WHEN LAW ENFORCEMENT OBTAINED AN ENCRYPTION KEY TO PRIVATE COMMUNICATIONS

A recent criminal prosecution revealed that Canadian law enforcement obtained a key to decrypt certain private communications of Blackberry devices. Was the action lawful? Did it compromise privacy?

The Blackberry/RCMP Case

The prosecution involved a Montreal crime ring that had allegedly committed a murder in 2011. During the Canadian court proceeding, the suspects discovered that the Royal Canadian Mounted Police (RCMP) had intercepted and deciphered the organization’s encrypted “pin-to-pin” (SMS text) messages. The court almost compelled the Crown prosecutors to disclose how the RCMP performed the decryption, but the defendants terminated the proceeding through a plea bargain.

A few facts were revealed. The RCMP obtained the Blackberry encryption key in 2010. The key could unlock Blackberry pin-to-pin messages. And the communication service provider (CSP) was Rogers Communications.

May a CSP Share Encryption Keys with Law Enforcement?

In the U.S. and Canada no law prohibits a handset vendor or CSP from sharing an encryption key with law enforcement. The Communications Assistance for Law Enforcement Act (CALEA) requires an American CSP, when subject to a court surveillance order, to decipher encrypted communications if it provides the encryption and has the information to perform the decryption. However, CALEA does not require the sharing of encryption keys. If law enforcement wants the encryption key or other decryption assistance, it could ask a court for an all-purpose assistance order called an All Writs Act order. But the validity of such orders remains unresolved.

Even if a CSP can perform the needed decryption, it should still not share the encryption key with law enforcement. A suspect’s communications can be decrypted just as efficiently on the CSP’s premises without incurring the privacy risk of sharing the encryption key with a third party.

Today, text messages and emails are commonly encrypted on a per-user basis each time the user initiates one of these data sessions. Encryption is considered necessary in these scenarios because the signals travel over the public Internet, which is not considered secure. The per-user, per-session approach to encryption ensures privacy protection and makes it highly infeasible for industry to share encryption keys with law enforcement.

VoIP communications may or may not be encrypted, depending largely on whether they traverse the public Internet. Traditional telephony is not encrypted because the telephone network has no cost-effective way to perform encryption. Obviously, VoIP operators that do not offer encryption have no encryption keys to share.

Did the Encryption Key Sharing Compromise Privacy?

The RCMP held Blackberry’s pin-to-pin encryption key from 2010 to 2016. Does this mean the agents could freely monitor all Blackberry pin-to-pin communications for six years? No. An encryption key is useless without the communications that go with it.
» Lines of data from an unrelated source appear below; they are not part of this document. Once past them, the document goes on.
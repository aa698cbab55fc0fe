/*
 * Responsibility
 * - Bearer トークンの検証ゲート (ヘッダ抽出 → scheme 判定 → oracle 委譲)
 * - 成功時に、検証済み claims (AuthCtx) を request extensions に載せる
 * - ヘッダ形式の問題 (欠落/scheme 不一致) は固定メッセージの 401 で打ち切る
 * - oracle の失敗はここでは捕まえない (VerifyError のまま上に流す)
 */
//! `Authorization: Bearer <token>` を検証 → AuthCtx を extensions に入れる
//!
//! 失敗は 2 チャネルに分かれる：
//! - header shape (missing / wrong scheme): [`Rejection`] として 401 を返す。
//!   メッセージは 2 種類で固定、oracle は呼ばれない。
//! - verification failure: oracle 側の [`VerifyError`] をそのまま伝播する。
//!   期限切れ・署名不正・失効などの区別は oracle の責務であり、ここで
//!   401 に潰して理由を握りつぶすことはしない。

use std::sync::Arc;

use axum::{
    Router,
    body::Body,
    extract::State,
    http::{HeaderMap, Request, StatusCode, header},
    middleware::{self, Next},
    response::{IntoResponse, Response},
};

use crate::api::v1::extractors::AuthCtx;
use crate::services::auth::{Claims, TokenVerifier, VerifyError};
use crate::state::AppState;

/// The only credential scheme this gate accepts. Exact, case-sensitive.
const BEARER_SCHEME: &str = "Bearer";

pub const MISSING_AUTH_HEADER: &str = "Missing auth header";
pub const EXPECTED_BEARER_SCHEME: &str = "Expected Bearer Authentication Scheme";

/// Gate configuration: the verification oracle plus the revocation flag.
///
/// Immutable once built; cloned into every request via `AppState`.
#[derive(Clone)]
pub struct GateConfig {
    pub verifier: Arc<dyn TokenVerifier>,
    pub check_revoked: bool,
}

impl GateConfig {
    pub fn new(verifier: Arc<dyn TokenVerifier>) -> Self {
        Self {
            verifier,
            check_revoked: false,
        }
    }

    pub fn with_check_revoked(mut self, check_revoked: bool) -> Self {
        self.check_revoked = check_revoked;
        self
    }
}

impl std::fmt::Debug for GateConfig {
    fn fmt(&self, f: &mut std::fmt::Formatter<'_>) -> std::fmt::Result {
        f.debug_struct("GateConfig")
            .field("check_revoked", &self.check_revoked)
            .finish()
    }
}

/// Header-shape rejection: always 401, message one of the two constants above.
///
/// Deliberately a plain value (not an error type): these are recovered locally
/// and short-circuit the response, unlike [`VerifyError`].
#[derive(Debug, Clone, Copy, PartialEq, Eq)]
pub struct Rejection {
    pub status: StatusCode,
    pub code: &'static str,
    pub error: &'static str,
}

impl Rejection {
    pub fn missing_header() -> Self {
        Self {
            status: StatusCode::UNAUTHORIZED,
            code: "MISSING_AUTH_HEADER",
            error: MISSING_AUTH_HEADER,
        }
    }

    pub fn unexpected_scheme() -> Self {
        Self {
            status: StatusCode::UNAUTHORIZED,
            code: "UNEXPECTED_AUTH_SCHEME",
            error: EXPECTED_BEARER_SCHEME,
        }
    }
}

/// Gate outcome on the header-shape channel.
#[derive(Debug)]
pub enum Outcome {
    /// Token verified; claims are ready to be bound to the request.
    Authenticated(Claims),
    /// Header missing or malformed; respond with the structured 401.
    Rejected(Rejection),
}

// 先頭 2 セグメントだけを見る (3 つ目以降は無視)。
// 区切りは単一スペース。"Bearer" 単体なら token は空文字で oracle に渡り、
// oracle 側のエラーになる。
fn split_scheme_token(value: &str) -> (&str, &str) {
    let mut segments = value.split(' ');
    (
        segments.next().unwrap_or_default(),
        segments.next().unwrap_or_default(),
    )
}

/// Run the gate against a request's headers.
///
/// Pure with respect to the request: same headers + same config give the same
/// header-shape outcome. The only suspension point is the oracle call.
pub async fn authenticate(
    headers: &HeaderMap,
    gate: &GateConfig,
) -> Result<Outcome, VerifyError> {
    let value = match headers.get(header::AUTHORIZATION) {
        Some(v) => v,
        None => return Ok(Outcome::Rejected(Rejection::missing_header())),
    };

    // Present but unreadable as a string: no scheme can be parsed out of it.
    let Ok(value) = value.to_str() else {
        return Ok(Outcome::Rejected(Rejection::unexpected_scheme()));
    };

    if value.is_empty() {
        return Ok(Outcome::Rejected(Rejection::missing_header()));
    }

    let (scheme, token) = split_scheme_token(value);
    if scheme != BEARER_SCHEME {
        return Ok(Outcome::Rejected(Rejection::unexpected_scheme()));
    }

    // ここから先の失敗は oracle のエラーチャネル。`?` で素通しする。
    let claims = gate.verifier.verify(token, gate.check_revoked).await?;

    Ok(Outcome::Authenticated(claims))
}

/// 認証を掛けたい Router に gate middleware を適用する。
///
/// 例：
/// ```ignore
/// let protected = Router::new().route("/me", get(me));
/// let protected = middleware::auth::bearer::apply(protected, state.clone());
/// ```
pub fn apply(router: Router<AppState>, state: AppState) -> Router<AppState> {
    // axum 0.8 の from_fn は State extractor を受け取れないため、`from_fn_with_state` で明示的に state を渡す
    router.layer(middleware::from_fn_with_state(state, bearer_gate))
}

async fn bearer_gate(
    State(state): State<AppState>,
    mut req: Request<Body>,
    next: Next,
) -> Result<Response, VerifyError> {
    match authenticate(req.headers(), &state.gate).await? {
        Outcome::Authenticated(claims) => {
            if let Some(exp) = claims.expires_at() {
                tracing::debug!(expires_at = %exp, "access token accepted");
            }

            // Bind once; the gate is the sole writer and downstream handlers
            // only read through the extractor.
            req.extensions_mut().insert(AuthCtx::new(claims));

            Ok(next.run(req).await)
        }
        Outcome::Rejected(rejection) => {
            tracing::debug!(error = rejection.error, "request rejected before verification");
            Ok(rejection.into_response())
        }
    }
}

#[cfg(test)]
mod tests {
    use super::*;
    use async_trait::async_trait;
    use axum::http::HeaderValue;
    use serde_json::json;

    struct StaticVerifier(serde_json::Map<String, serde_json::Value>);

    #[async_trait]
    impl TokenVerifier for StaticVerifier {
        async fn verify(&self, _token: &str, _check_revoked: bool) -> Result<Claims, VerifyError> {
            Ok(Claims::from(self.0.clone()))
        }
    }

    fn gate() -> GateConfig {
        let claims = match json!({"sub": "u1"}) {
            serde_json::Value::Object(map) => map,
            _ => unreachable!(),
        };
        GateConfig::new(Arc::new(StaticVerifier(claims)))
    }

    fn headers(value: &'static str) -> HeaderMap {
        let mut headers = HeaderMap::new();
        headers.insert(header::AUTHORIZATION, HeaderValue::from_static(value));
        headers
    }

    #[test]
    fn split_takes_first_two_segments() {
        assert_eq!(split_scheme_token("Bearer abc"), ("Bearer", "abc"));
        assert_eq!(split_scheme_token("Bearer abc def"), ("Bearer", "abc"));
        assert_eq!(split_scheme_token("Bearer"), ("Bearer", ""));
        // Double space: the second segment is empty, same as the original.
        assert_eq!(split_scheme_token("Bearer  abc"), ("Bearer", ""));
    }

    #[tokio::test]
    async fn missing_header_is_rejected_without_verification() {
        let out = authenticate(&HeaderMap::new(), &gate()).await.unwrap();
        match out {
            Outcome::Rejected(r) => {
                assert_eq!(r.status, StatusCode::UNAUTHORIZED);
                assert_eq!(r.error, MISSING_AUTH_HEADER);
            }
            other => panic!("expected rejection, got {:?}", other),
        }
    }

    #[tokio::test]
    async fn empty_header_counts_as_missing() {
        let out = authenticate(&headers(""), &gate()).await.unwrap();
        assert!(matches!(
            out,
            Outcome::Rejected(r) if r.error == MISSING_AUTH_HEADER
        ));
    }

    #[tokio::test]
    async fn scheme_comparison_is_case_sensitive() {
        let out = authenticate(&headers("bearer abc"), &gate()).await.unwrap();
        assert!(matches!(
            out,
            Outcome::Rejected(r) if r.error == EXPECTED_BEARER_SCHEME
        ));
    }

    #[tokio::test]
    async fn bearer_token_authenticates() {
        let out = authenticate(&headers("Bearer abc"), &gate()).await.unwrap();
        match out {
            Outcome::Authenticated(claims) => assert_eq!(claims.subject(), Some("u1")),
            other => panic!("expected claims, got {:?}", other),
        }
    }
}
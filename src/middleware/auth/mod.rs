pub mod bearer;

pub use bearer::{GateConfig, Outcome, Rejection};
use std::{future::Future, pin::Pin, sync::Arc};

use crate::services::{
    auth::revocation::store::{RevocationError, RevocationStore},
    cache::{CacheClient, ValkeyClient},
};

/// Valkey-backed revocation list (Redis protocol).
///
/// A token is considered revoked when `<prefix>:<key>` exists. Entries are
/// written by whatever operational tooling revokes tokens; this side only
/// reads. Fail-closed: any backend error surfaces as `Err` and callers treat
/// it as a verification failure.
#[derive(Clone)]
pub struct ValkeyRevocationStore<C: CacheClient> {
    cache: Arc<C>,
    // Key prefix to avoid collisions across environments
    prefix: String,
}

impl ValkeyRevocationStore<ValkeyClient> {
    pub async fn new(valkey_url: &str) -> Result<Self, RevocationError> {
        let client = ValkeyClient::new(valkey_url).await?;
        Ok(Self::new_with_cache(Arc::new(client), "auth:revoked"))
    }
}

impl<C: CacheClient> ValkeyRevocationStore<C> {
    pub fn new_with_cache(cache: Arc<C>, prefix: impl Into<String>) -> Self {
        Self {
            cache,
            prefix: prefix.into(),
        }
    }

    pub fn key(&self, raw: &str) -> String {
        format!("{}:{}", self.prefix, raw)
    }
}

impl<C: CacheClient> RevocationStore for ValkeyRevocationStore<C> {
    fn is_revoked<'a>(
        &'a self,
        key: &'a str,
    ) -> Pin<Box<dyn Future<Output = Result<bool, RevocationError>> + Send + 'a>> {
        Box::pin(async move {
            let full_key = self.key(key);

            // GET <prefix>:<key> -- any value means "revoked".
            let res = self.cache.get_string(&full_key).await?;

            Ok(res.is_some())
        })
    }
}

#[cfg(test)]
mod tests {
    use super::*;
    use crate::services::cache::CacheResult;
    use async_trait::async_trait;
    use std::collections::HashMap;
    use std::sync::Mutex;

    #[derive(Clone, Default)]
    struct MemoryCache {
        entries: Arc<Mutex<HashMap<String, String>>>,
    }

    impl MemoryCache {
        fn with(entries: &[(&str, &str)]) -> Self {
            let map = entries
                .iter()
                .map(|(k, v)| (k.to_string(), v.to_string()))
                .collect();
            Self {
                entries: Arc::new(Mutex::new(map)),
            }
        }
    }

    #[async_trait]
    impl CacheClient for MemoryCache {
        fn backend_name(&self) -> &'static str {
            "memory"
        }

        async fn get_string(&self, key: &str) -> CacheResult<Option<String>> {
            Ok(self.entries.lock().unwrap().get(key).cloned())
        }
    }

    #[tokio::test]
    async fn present_key_is_revoked() {
        let cache = MemoryCache::with(&[("auth:revoked:token-1", "1")]);
        let store = ValkeyRevocationStore::new_with_cache(Arc::new(cache), "auth:revoked");

        assert!(store.is_revoked("token-1").await.unwrap());
    }

    #[tokio::test]
    async fn absent_key_is_not_revoked() {
        let cache = MemoryCache::with(&[]);
        let store = ValkeyRevocationStore::new_with_cache(Arc::new(cache), "auth:revoked");

        assert!(!store.is_revoked("token-1").await.unwrap());
    }

    #[tokio::test]
    async fn prefix_is_applied_to_lookups() {
        // Same raw key under a different prefix must not match.
        let cache = MemoryCache::with(&[("other:token-1", "1")]);
        let store = ValkeyRevocationStore::new_with_cache(Arc::new(cache), "auth:revoked");

        assert_eq!(store.key("token-1"), "auth:revoked:token-1");
        assert!(!store.is_revoked("token-1").await.unwrap());
    }
}
//! Decoded identity claims, kept opaque.
//!
//! The gate stores and forwards whatever the verifier decoded; it does not
//! interpret claim contents. Accessors below read well-known names (`sub`,
//! `jti`, `exp`) without making them required.

use chrono::{DateTime, Utc};
use serde::{Deserialize, Serialize};
use serde_json::Value;

/// Claim-name -> claim-value mapping returned by a successful verification.
///
/// Serializes as a plain JSON object, so handlers can echo it back directly.
#[derive(Debug, Clone, PartialEq, Serialize, Deserialize)]
#[serde(transparent)]
pub struct Claims(serde_json::Map<String, Value>);

impl Claims {
    /// Look up a single claim by name.
    pub fn get(&self, name: &str) -> Option<&Value> {
        self.0.get(name)
    }

    /// `sub` claim, when present and a string.
    pub fn subject(&self) -> Option<&str> {
        self.get("sub").and_then(Value::as_str)
    }

    /// `jti` claim, when present and a string.
    pub fn jti(&self) -> Option<&str> {
        self.get("jti").and_then(Value::as_str)
    }

    /// `exp` claim as a UTC timestamp, when present and numeric.
    pub fn expires_at(&self) -> Option<DateTime<Utc>> {
        self.get("exp")
            .and_then(Value::as_i64)
            .and_then(|secs| DateTime::from_timestamp(secs, 0))
    }
}

impl From<serde_json::Map<String, Value>> for Claims {
    fn from(map: serde_json::Map<String, Value>) -> Self {
        Self(map)
    }
}
/*
 * Responsibility
 * - Config 読み込み → 依存生成 → Router 組み立て
 * - Middleware の適用 (CORS / request-id / bearer gate)
 * - axum::serve() で起動
 */
use anyhow::Result;
use axum::Router;
use std::{panic, process};
use tracing_subscriber::{layer::SubscriberExt, util::SubscriberInitExt};

use crate::{
    api,
    config::Config,
    middleware::{self, auth::bearer::GateConfig},
    services::auth,
    state::AppState,
};

fn init_tracing() {
    // Prefer RUST_LOG if set; otherwise use a sensible default.
    // Ex:
    // RUST_LOG=info,token_gate=debug,tower_http=debug cargo run
    let filter = tracing_subscriber::EnvFilter::try_from_default_env()
        .unwrap_or_else(|_| tracing_subscriber::EnvFilter::new("info,tower_http=info"));

    tracing_subscriber::registry()
        .with(filter)
        .with(tracing_subscriber::fmt::layer())
        .init();
}

fn init_panic_hook(abort_on_panic: bool) {
    // Keep the default hook as a fallback (prints to stderr with location/payload).
    let default_hook = panic::take_hook();

    panic::set_hook(Box::new(move |info| {
        // Always surface panics via tracing so they don't get "lost"
        // (stderr can be hidden depending on how the process is launched.)
        tracing::error!(?info, "panic");

        // In development, fail fast: crash the whole process so we notice immediately.
        // In production, prefer the default behavior (stderr) and let the server keep running.
        if abort_on_panic {
            process::abort();
        } else {
            default_hook(info);
        }
    }))
}

pub async fn run() -> Result<()> {
    init_tracing();
    let config = Config::from_env()?;

    let abort_on_panic = !config.app_env.is_production();
    init_panic_hook(abort_on_panic);

    tracing::info!(
        "starting token gate in {:?} mode on {}",
        config.app_env,
        config.addr
    );

    let state = build_state(&config).await?;
    let app = build_router(state, &config);

    let listener = tokio::net::TcpListener::bind(config.addr).await?;
    axum::serve(listener, app).await?;

    Ok(())
}

async fn build_state(config: &Config) -> Result<AppState> {
    // Build process-level services here and inject them into the shared state.
    let verifier = auth::build_verifier(config).await?;
    let gate = GateConfig::new(verifier).with_check_revoked(config.check_revoked);

    Ok(AppState::new(gate))
}

pub fn build_router(state: AppState, config: &Config) -> Router {
    let router = Router::new()
        .nest("/api/v1", api::v1::routes(state.clone()))
        .with_state(state);

    let router = middleware::cors::apply(router, config);
    middleware::http::apply(router)
}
As long as a CSP intercepts only communications subject to a valid court order, and delivers only those messages to the law enforcement monitoring point, it need not worry about a decryption of an excessive volume of communications.

The Encryption Policy Debate

In December of 2015, when a terrorist investigation in San Bernardino, California led the FBI to request encryption assistance from iPhone maker Apple, Apple’s opposition triggered a public debate over encryption policy. The FBI said it wanted only decryption assistance, not the encryption keys themselves. Apple countered that routinely providing such assistance for investigations would enable law enforcement to unlock an unlimited number of iPhones.

The Blackberry/RCMP case offers lessons for both sides of the encryption debate. It would be more privacy protective for a CSP to perform any feasible decryption in-house and then deliver the plain text to law enforcement rather than give agents encryption keys or other decryption tools. On the other hand, a CSP can provide encryption tools to law enforcement without violating user privacy, as long as the assistance limits law enforcement to viewing only communications subject to a court order. Also, law enforcement maintains strict protocols to guard the privacy of sensitive information. That probably explains how the RCMP kept its possession of a Blackberry encryption key a secret for as long as six years.